Problem requirements:
Wherever the word "value" appears in a line of the records, copy that line.

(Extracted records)
BEGIN

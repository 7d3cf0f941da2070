//! Create Course Use Case

use std::sync::Arc;

use kernel::id::AccountId;
use platform::clock::Clock;

use crate::application::input::CourseInput;
use crate::domain::entity::course::Course;
use crate::domain::repository::CourseRepository;
use crate::error::{CourseError, CourseResult};

pub struct CreateCourseInput {
    pub course: CourseInput,
    pub created_by: String,
}

pub struct CreateCourseUseCase<R>
where
    R: CourseRepository,
{
    repo: Arc<R>,
    clock: Arc<dyn Clock>,
}

impl<R> CreateCourseUseCase<R>
where
    R: CourseRepository,
{
    pub fn new(repo: Arc<R>, clock: Arc<dyn Clock>) -> Self {
        Self { repo, clock }
    }

    pub async fn execute(&self, input: CreateCourseInput) -> CourseResult<Course> {
        if input.created_by.trim().is_empty() {
            return Err(CourseError::Validation("Missing required fields".to_string()));
        }
        let content = input.course.validate()?;
        let created_by = AccountId::parse_str(&input.created_by)
            .ok_or_else(|| CourseError::Validation("Invalid course author".to_string()))?;

        if !self.repo.author_exists(&created_by).await? {
            return Err(CourseError::UnknownAuthor);
        }
        if self.repo.find_by_code(&content.code).await?.is_some() {
            return Err(CourseError::DuplicateCode);
        }

        let course = Course::create(content, created_by, self.clock.now());
        self.repo.create(&course).await?;

        tracing::info!(
            course_id = %course.course_id,
            code = %course.code,
            created_by = %course.created_by,
            "Course created"
        );
        Ok(course)
    }
}
//! Common ID Types
//!
//! Type-safe ID wrappers for domain entities.

use std::fmt;
use std::hash::{Hash, Hasher};
use std::marker::PhantomData;

use serde::{Deserialize, Deserializer, Serialize, Serializer};
use uuid::Uuid;

/// Generic typed ID wrapper
///
/// Usage:
/// ```
/// use kernel::id::{Id, markers};
/// type AccountId = Id<markers::Account>;
/// let id = AccountId::new();
/// assert_eq!(AccountId::parse_str(&id.to_string()), Some(id));
/// ```
pub struct Id<T> {
    value: Uuid,
    _marker: PhantomData<fn() -> T>,
}

impl<T> Id<T> {
    /// Create a new random ID (UUID v4)
    pub fn new() -> Self {
        Self::from_uuid(Uuid::new_v4())
    }

    /// Create from an existing UUID
    pub fn from_uuid(uuid: Uuid) -> Self {
        Self {
            value: uuid,
            _marker: PhantomData,
        }
    }

    /// Parse from the hyphenated text form; `None` when malformed
    pub fn parse_str(input: &str) -> Option<Self> {
        Uuid::parse_str(input.trim()).ok().map(Self::from_uuid)
    }

    /// Get the underlying UUID
    pub fn as_uuid(&self) -> &Uuid {
        &self.value
    }

    /// Convert to UUID
    pub fn into_uuid(self) -> Uuid {
        self.value
    }
}

// Manual impls: markers are bare unit structs, so derives would add bounds on T.
impl<T> Clone for Id<T> {
    fn clone(&self) -> Self {
        *self
    }
}

impl<T> Copy for Id<T> {}

impl<T> PartialEq for Id<T> {
    fn eq(&self, other: &Self) -> bool {
        self.value == other.value
    }
}

impl<T> Eq for Id<T> {}

impl<T> Hash for Id<T> {
    fn hash<H: Hasher>(&self, state: &mut H) {
        self.value.hash(state);
    }
}

impl<T> Default for Id<T> {
    fn default() -> Self {
        Self::new()
    }
}

impl<T> fmt::Debug for Id<T> {
    fn fmt(&self, f: &mut fmt::Formatter<'_>) -> fmt::Result {
        write!(f, "Id({})", self.value)
    }
}

impl<T> fmt::Display for Id<T> {
    fn fmt(&self, f: &mut fmt::Formatter<'_>) -> fmt::Result {
        write!(f, "{}", self.value)
    }
}

impl<T> From<Uuid> for Id<T> {
    fn from(uuid: Uuid) -> Self {
        Self::from_uuid(uuid)
    }
}

impl<T> From<Id<T>> for Uuid {
    fn from(id: Id<T>) -> Self {
        id.value
    }
}

impl<T> Serialize for Id<T> {
    fn serialize<S: Serializer>(&self, serializer: S) -> Result<S::Ok, S::Error> {
        self.value.serialize(serializer)
    }
}

impl<'de, T> Deserialize<'de> for Id<T> {
    fn deserialize<D: Deserializer<'de>>(deserializer: D) -> Result<Self, D::Error> {
        Uuid::deserialize(deserializer).map(Self::from_uuid)
    }
}

/// Marker types for different entity IDs
pub mod markers {
    /// Marker for registered accounts (students and teachers)
    pub struct Account;

    /// Marker for catalog courses
    pub struct Course;
}

pub type AccountId = Id<markers::Account>;
pub type CourseId = Id<markers::Course>;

END

Result of this exercise:
    value: Uuid,
            value: uuid,
        &self.value
        self.value
        self.value == other.value
        self.value.hash(state);
        write!(f, "Id({})", self.value)
        write!(f, "{}", self.value)
        id.value
        self.value.serialize(serializer)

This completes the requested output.